Their Fall, however, does not bring about misery and desolation. On the contrary, as witch Serafina Pekkala explains to Mary: “Something like that happened yesterday. I don’t know what it was. They saw each other differently, or something... Until then, they hadn’t felt like that, but suddenly they did. And then the Dust was attracted to them, very powerfully, and it stopped flowing the other way” (Pullman III, 382). Apparently, it was what the universe needed to achieve harmony again and restore its balance. The passages describing Will and Lyra’s physical awakening were harshly criticised and the Northern American editions of The Amber Spyglass were even censored. However, Pullman discards the accusations of immorality and vulgarity: “Nowhere in the book do I talk about anything more than a kiss. And as a child, a kiss is enough. A kiss can change the world” (Pullman 2003).
Life After Death
One of the foundations of Catholic teaching is the eternity of the human soul, which inevitably implicates the existence of afterlife. In Catholicism, death is nothing but a new beginning; heaven and boundless joy await those who have proven themselves to be worthy and interminable suffering for the sinful. Pullman substitutes this merit system with a disheartening image of the Land of the Dead, where everyone goes to, “kings, queens, murderers, poets, children” but nobody comes back from. His descriptions are painfully expressive: “The land of the dead isn’t a place of reward or a place of punishment. It’s a place of nothing. The good come here as well as the wicked, and all of us languish in this gloom forever, with no hope of freedom, or joy, or sleep, or rest, or peace” (Pullman III, 254). The ghosts of deceased people feel deceived. A woman who died as a martyr complains to Lyra:
And they said that Heaven was a place of joy and glory and we would spend eternity in the company of saints and angels praising the Almighty, in a state of bliss. That’s what they said. And that’s what led some of us to give our lives, and others to spend years in solitary prayer, while all the joy of life was going to waste around us and we never knew. (Pullman III, 254)
Pullman decides to show mercy and correct the wrongdoings of the Church. Lyra and Will are eventually able to release them by cutting a portal to another world. The ghosts realise that this entails dematerialisation and disappearance but are eager to accept the regress: “We’ll be alive again in a thousand blades of grass, and a million leaves; we’ll be falling in the raindrops and blowing in the fresh breeze; we’ll be glittering in the dew under the stars and the moon out there in the physical world, which is our true home and always was” (Pullman III, 254).
The Republic of Heaven
“Let Your kingdom come, let Your will be done on earth as it is in heaven” are the lines from the Lord’s Prayer, Our Father. They refer to the Kingdom of God that is within the people that can be approached by understanding and accepting the world like a child. It also denotes a spiritual rebirth, as well as performing the will of God. Finally, the paramount realisation of the Kingdom of Heaven will take place after Christ’s Second Coming, when he delivers the final judgment on all the living and the dead and defeats Satan. Pullman seizes this utterly religious concept and gives it a political, as well as a spiritual connotation.
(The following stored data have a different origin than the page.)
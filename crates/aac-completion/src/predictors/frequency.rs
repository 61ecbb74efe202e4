use super::Predictor;
use crate::context::CompletionContext;
use crate::error::{CompletionError, CompletionResult};
use crate::types::{PredictorExplanation, ScoredSuggestion};

/// Suggests words by observed global frequency
///
/// Score is the raw count; confidence is the count relative to the most
/// frequent word in the table.
#[derive(Debug, Clone)]
pub struct FrequencyPredictor {
    frequencies: Vec<(String, u64)>,
    max_count: u64,
    max_results: Option<usize>,
}

impl FrequencyPredictor {
    pub const NAME: &'static str = "frequency";

    /// Build from `(word, count)` pairs. An empty table is a configuration error.
    pub fn new<I, S>(frequencies: I) -> CompletionResult<Self>
    where
        I: IntoIterator<Item = (S, u64)>,
        S: Into<String>,
    {
        let mut table: Vec<(String, u64)> = Vec::new();
        for (word, count) in frequencies {
            let word = word.into();
            match table.iter_mut().find(|(existing, _)| *existing == word) {
                Some(entry) => entry.1 = count,
                None => table.push((word, count)),
            }
        }

        let max_count = table
            .iter()
            .map(|(_, count)| *count)
            .max()
            .ok_or_else(|| {
                CompletionError::Configuration("frequency table must not be empty".to_string())
            })?;

        Ok(Self {
            frequencies: table,
            max_count,
            max_results: None,
        })
    }

    /// Keep only the `max_results` most frequent matches
    pub fn with_max_results(mut self, max_results: usize) -> Self {
        self.max_results = Some(max_results);
        self
    }

    fn confidence(&self, count: u64) -> f64 {
        if self.max_count == 0 {
            0.0
        } else {
            count as f64 / self.max_count as f64
        }
    }
}

impl Predictor for FrequencyPredictor {
    fn name(&self) -> &str {
        Self::NAME
    }

    fn predict(&self, ctx: &CompletionContext) -> Vec<ScoredSuggestion> {
        let prefix = ctx.prefix();
        if prefix.is_empty() {
            return Vec::new();
        }

        let mut matches: Vec<&(String, u64)> = self
            .frequencies
            .iter()
            .filter(|(word, _)| word.starts_with(prefix.as_str()))
            .collect();

        if let Some(limit) = self.max_results {
            // stable: equal counts keep table order
            matches.sort_by(|a, b| b.1.cmp(&a.1));
            matches.truncate(limit);
        }

        matches
            .into_iter()
            .map(|(word, count)| {
                let score = *count as f64;
                ScoredSuggestion::new(word.clone(), score).with_explanation(
                    PredictorExplanation::new(word.clone(), score, Self::NAME)
                        .with_confidence(self.confidence(*count)),
                )
            })
            .collect()
    }
}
First of all, Pullman, instead of the Kingdom of Heaven, uses the Republic of Heaven. This change has considerably more to it than just a cosmetic vocabulary alteration; the entire concept it conveys is considerably modified. The term kingdom refers to a monarchy, a realm ruled by and in absolute control of one entity solely. The connotations it carries are oppression, restrictions and single-mindedness. As an opposition to this, Lord Asriel, the character Pullman matches to Satan, proposes the idea of a Republic, which implies a system where the governing entity is chosen by the people and which is characterised by democracy, collaboration and tolerance. These opposites are portrayed in order to present the current state of affairs and the utopia mankind should aim to achieve.
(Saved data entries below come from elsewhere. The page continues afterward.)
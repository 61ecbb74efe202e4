//! Command-line front end for the adaptive autocomplete engine
//!
//! Every invocation loads the history file, builds the engine for the
//! selected preset, runs one command and, for `select`, writes the history
//! back.

pub mod commands;
pub mod error;
pub mod logging;
pub mod output;
pub mod router;
pub mod session;

pub use error::{CliError, CliResult};
pub use logging::{init_logging, LogLevel, VerbosityLevel};
pub use router::{Cli, CommandRouter, Commands};
pub use session::{Session, SessionOptions};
Equally important, the Republic of Heaven has an immaterial, spiritual dimension to it. The Republic is not only a place, free of the Church and other constraints, but also a state of mind. Lord Asriel’s grandiose vision may not be fulfilled but it is replaced with an enlightened legacy:
We have to build the Republic of Heaven where we are, because for us there is no elsewhere. We shouldn’t live as if it mattered more than this life in this world, because where we are is always the most important place. We have to be all those difficult things like cheerful and kind and curious and patient, and we’ve got to study and think and work hard, all of us, in all our different worlds, and then we’ll build... the Republic of Heaven. (Pullman III, 414)
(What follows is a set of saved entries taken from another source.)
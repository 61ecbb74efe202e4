//! Completion engine error types

use thiserror::Error;

/// Errors that can occur while building or running the completion pipeline
#[derive(Debug, Error)]
pub enum CompletionError {
    /// Invalid weight, boost, ratio or other construction parameter
    #[error("Configuration error: {0}")]
    Configuration(String),

    /// An explanation whose final score does not equal base + history boost
    #[error(
        "Inconsistent explanation for '{value}': final_score ({final_score}) != base_score + history_boost ({expected})"
    )]
    InconsistentExplanation {
        value: String,
        final_score: f64,
        expected: f64,
    },

    /// Two explanations for different suggestion values cannot be merged
    #[error("Cannot merge explanations for different values: '{left}' and '{right}'")]
    ExplanationMismatch { left: String, right: String },

    /// A ranker produced a NaN or infinite score
    #[error("Non-finite score for '{value}' after ranker '{ranker}': {score}")]
    NonFiniteScore {
        ranker: String,
        value: String,
        score: f64,
    },

    /// A ranker introduced or dropped candidates
    #[error("Ranker '{ranker}' modified the suggestion set")]
    SuggestionSetChanged { ranker: String },

    /// Preset name not found in the registry
    #[error("Unknown preset '{name}'. Available presets: {}", .available.join(", "))]
    UnknownPreset {
        name: String,
        available: Vec<String>,
    },

    #[error("IO error: {0}")]
    Io(#[from] std::io::Error),

    #[error("Serialization error: {0}")]
    Serialization(#[from] serde_json::Error),

    #[error("YAML error: {0}")]
    Yaml(#[from] serde_yaml::Error),
}

impl CompletionError {
    pub(crate) fn config(message: impl Into<String>) -> Self {
        CompletionError::Configuration(message.into())
    }
}

/// Result type for completion operations
pub type CompletionResult<T> = std::result::Result<T, CompletionError>;

/// Reject negative, NaN or infinite construction parameters.
pub(crate) fn ensure_non_negative(name: &str, value: f64) -> CompletionResult<()> {
    if !value.is_finite() || value < 0.0 {
        return Err(CompletionError::config(format!(
            "{} must be a finite, non-negative number (got {})",
            name, value
        )));
    }
    Ok(())
}

#[cfg(test)]
mod tests {
    use super::*;

    #[test]
    fn test_non_negative_accepts_zero() {
        assert!(ensure_non_negative("boost", 0.0).is_ok());
    }

    #[test]
    fn test_non_negative_rejects_negative_and_nan() {
        assert!(ensure_non_negative("boost", -0.5).is_err());
        assert!(ensure_non_negative("boost", f64::NAN).is_err());
        assert!(ensure_non_negative("boost", f64::INFINITY).is_err());
    }

    #[test]
    fn test_unknown_preset_lists_available() {
        let err = CompletionError::UnknownPreset {
            name: "nope".to_string(),
            available: vec!["default".to_string(), "robust".to_string()],
        };
        let message = err.to_string();
        assert!(message.contains("nope"));
        assert!(message.contains("default, robust"));
    }
}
3.2. The Portrayal of the Roman-Catholic Church
References to the Roman-Catholic Church are practically omnipresent in His Dark Materials. It seems as if Pullman is dissecting its structure in order to call attention to its flaws on every level and in every segment. “The critic Jeffery Overstreet describes the novels as ‘Atheism for Kids: Phillip Pullman’s His Dark Materials Trilogy is an agenda-driven epic that tells kids Christianity is evil” (Ebbs 2002). Many others called it ‘an anti-religious book’, but Pullman claims that in fact “the story is against those who pervert and misuse religion, or any other kind of doctrine with a holy book and a priesthood and an apparatus of power that wields unchallengeable authority, in order to dominate and suppress human freedoms” (Pullman in Highfield 2005).
The Image of God
The existence of God and his almightiness is the crux of every monotheistic religion and the basis for the formation of the religious canon. The premise that he is an almighty supernatural being who, not only created, but is still and always will be in control of the entire universe is the postulate for further development of the religious belief system. By negating this, Pullman delineates the Church as a house built on nonexistent foundations. Interestingly and very indicatively, the revelation comes from angels Balthamos and Baruch, a couple of well informed insiders: “he was formed of Dust as we are” (Pullman, III, 26). Pullman gives no detailed account on how did it happen that matter became conscious, but leaves no doubt regarding God’s role in the Creation.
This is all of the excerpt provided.